[Stored data entries]
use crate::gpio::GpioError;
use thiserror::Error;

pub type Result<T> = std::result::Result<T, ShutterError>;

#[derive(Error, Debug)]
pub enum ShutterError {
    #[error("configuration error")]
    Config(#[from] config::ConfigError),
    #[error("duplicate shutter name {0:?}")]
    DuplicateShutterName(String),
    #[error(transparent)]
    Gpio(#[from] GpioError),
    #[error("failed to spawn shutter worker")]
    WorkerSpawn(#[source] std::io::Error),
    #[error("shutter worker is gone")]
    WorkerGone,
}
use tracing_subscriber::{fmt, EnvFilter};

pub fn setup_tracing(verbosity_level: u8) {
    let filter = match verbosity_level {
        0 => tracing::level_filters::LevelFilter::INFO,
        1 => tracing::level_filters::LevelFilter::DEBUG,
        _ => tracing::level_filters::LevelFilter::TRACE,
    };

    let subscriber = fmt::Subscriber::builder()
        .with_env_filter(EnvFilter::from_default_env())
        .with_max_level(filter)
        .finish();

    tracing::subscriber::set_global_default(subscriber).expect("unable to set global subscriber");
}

...

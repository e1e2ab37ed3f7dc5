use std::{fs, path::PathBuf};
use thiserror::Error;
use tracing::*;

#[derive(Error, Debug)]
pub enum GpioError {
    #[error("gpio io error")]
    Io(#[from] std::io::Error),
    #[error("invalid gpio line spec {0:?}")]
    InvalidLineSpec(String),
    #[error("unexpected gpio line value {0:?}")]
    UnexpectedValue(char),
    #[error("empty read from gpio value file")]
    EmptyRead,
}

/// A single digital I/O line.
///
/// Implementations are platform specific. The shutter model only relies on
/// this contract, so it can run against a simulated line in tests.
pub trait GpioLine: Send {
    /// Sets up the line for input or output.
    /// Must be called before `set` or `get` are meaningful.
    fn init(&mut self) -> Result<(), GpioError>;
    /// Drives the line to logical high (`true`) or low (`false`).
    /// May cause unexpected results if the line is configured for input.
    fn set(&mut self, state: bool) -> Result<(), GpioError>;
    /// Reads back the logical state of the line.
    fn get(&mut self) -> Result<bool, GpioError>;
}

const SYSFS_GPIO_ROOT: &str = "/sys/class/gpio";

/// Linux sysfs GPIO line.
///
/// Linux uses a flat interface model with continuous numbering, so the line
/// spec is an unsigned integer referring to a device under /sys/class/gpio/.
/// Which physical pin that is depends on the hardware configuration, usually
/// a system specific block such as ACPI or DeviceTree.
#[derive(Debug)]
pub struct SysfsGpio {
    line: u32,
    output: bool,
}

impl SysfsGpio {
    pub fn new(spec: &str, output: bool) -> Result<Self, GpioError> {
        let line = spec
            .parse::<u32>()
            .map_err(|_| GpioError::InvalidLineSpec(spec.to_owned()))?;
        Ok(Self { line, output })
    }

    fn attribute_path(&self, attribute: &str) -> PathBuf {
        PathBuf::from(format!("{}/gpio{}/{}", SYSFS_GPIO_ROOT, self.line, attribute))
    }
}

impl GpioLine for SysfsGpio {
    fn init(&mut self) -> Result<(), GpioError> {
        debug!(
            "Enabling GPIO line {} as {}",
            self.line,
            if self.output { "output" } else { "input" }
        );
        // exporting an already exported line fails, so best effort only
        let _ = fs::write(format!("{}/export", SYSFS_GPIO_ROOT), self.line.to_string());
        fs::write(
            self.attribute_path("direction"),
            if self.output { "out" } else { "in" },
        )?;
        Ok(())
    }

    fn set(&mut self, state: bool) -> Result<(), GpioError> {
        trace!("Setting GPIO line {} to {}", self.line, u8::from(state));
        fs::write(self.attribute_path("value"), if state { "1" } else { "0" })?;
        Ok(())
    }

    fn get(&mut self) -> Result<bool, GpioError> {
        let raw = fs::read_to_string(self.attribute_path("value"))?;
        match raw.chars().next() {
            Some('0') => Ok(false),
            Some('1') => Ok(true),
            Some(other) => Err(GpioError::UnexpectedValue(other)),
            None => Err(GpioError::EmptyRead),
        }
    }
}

### Exercise details
Taking the line with "pub enum GpioError" as the first and the line with "hardware configuration, usually" as the last, retype that stretch of the data above exactly, with no other lines.

### Exercise result
pub enum GpioError {
    #[error("gpio io error")]
    Io(#[from] std::io::Error),
    #[error("invalid gpio line spec {0:?}")]
    InvalidLineSpec(String),
    #[error("unexpected gpio line value {0:?}")]
    UnexpectedValue(char),
    #[error("empty read from gpio value file")]
    EmptyRead,
}

/// A single digital I/O line.
///
/// Implementations are platform specific. The shutter model only relies on
/// this contract, so it can run against a simulated line in tests.
pub trait GpioLine: Send {
    /// Sets up the line for input or output.
    /// Must be called before `set` or `get` are meaningful.
    fn init(&mut self) -> Result<(), GpioError>;
    /// Drives the line to logical high (`true`) or low (`false`).
    /// May cause unexpected results if the line is configured for input.
    fn set(&mut self, state: bool) -> Result<(), GpioError>;
    /// Reads back the logical state of the line.
    fn get(&mut self) -> Result<bool, GpioError>;
}

const SYSFS_GPIO_ROOT: &str = "/sys/class/gpio";

/// Linux sysfs GPIO line.
///
/// Linux uses a flat interface model with continuous numbering, so the line
/// spec is an unsigned integer referring to a device under /sys/class/gpio/.
/// Which physical pin that is depends on the hardware configuration, usually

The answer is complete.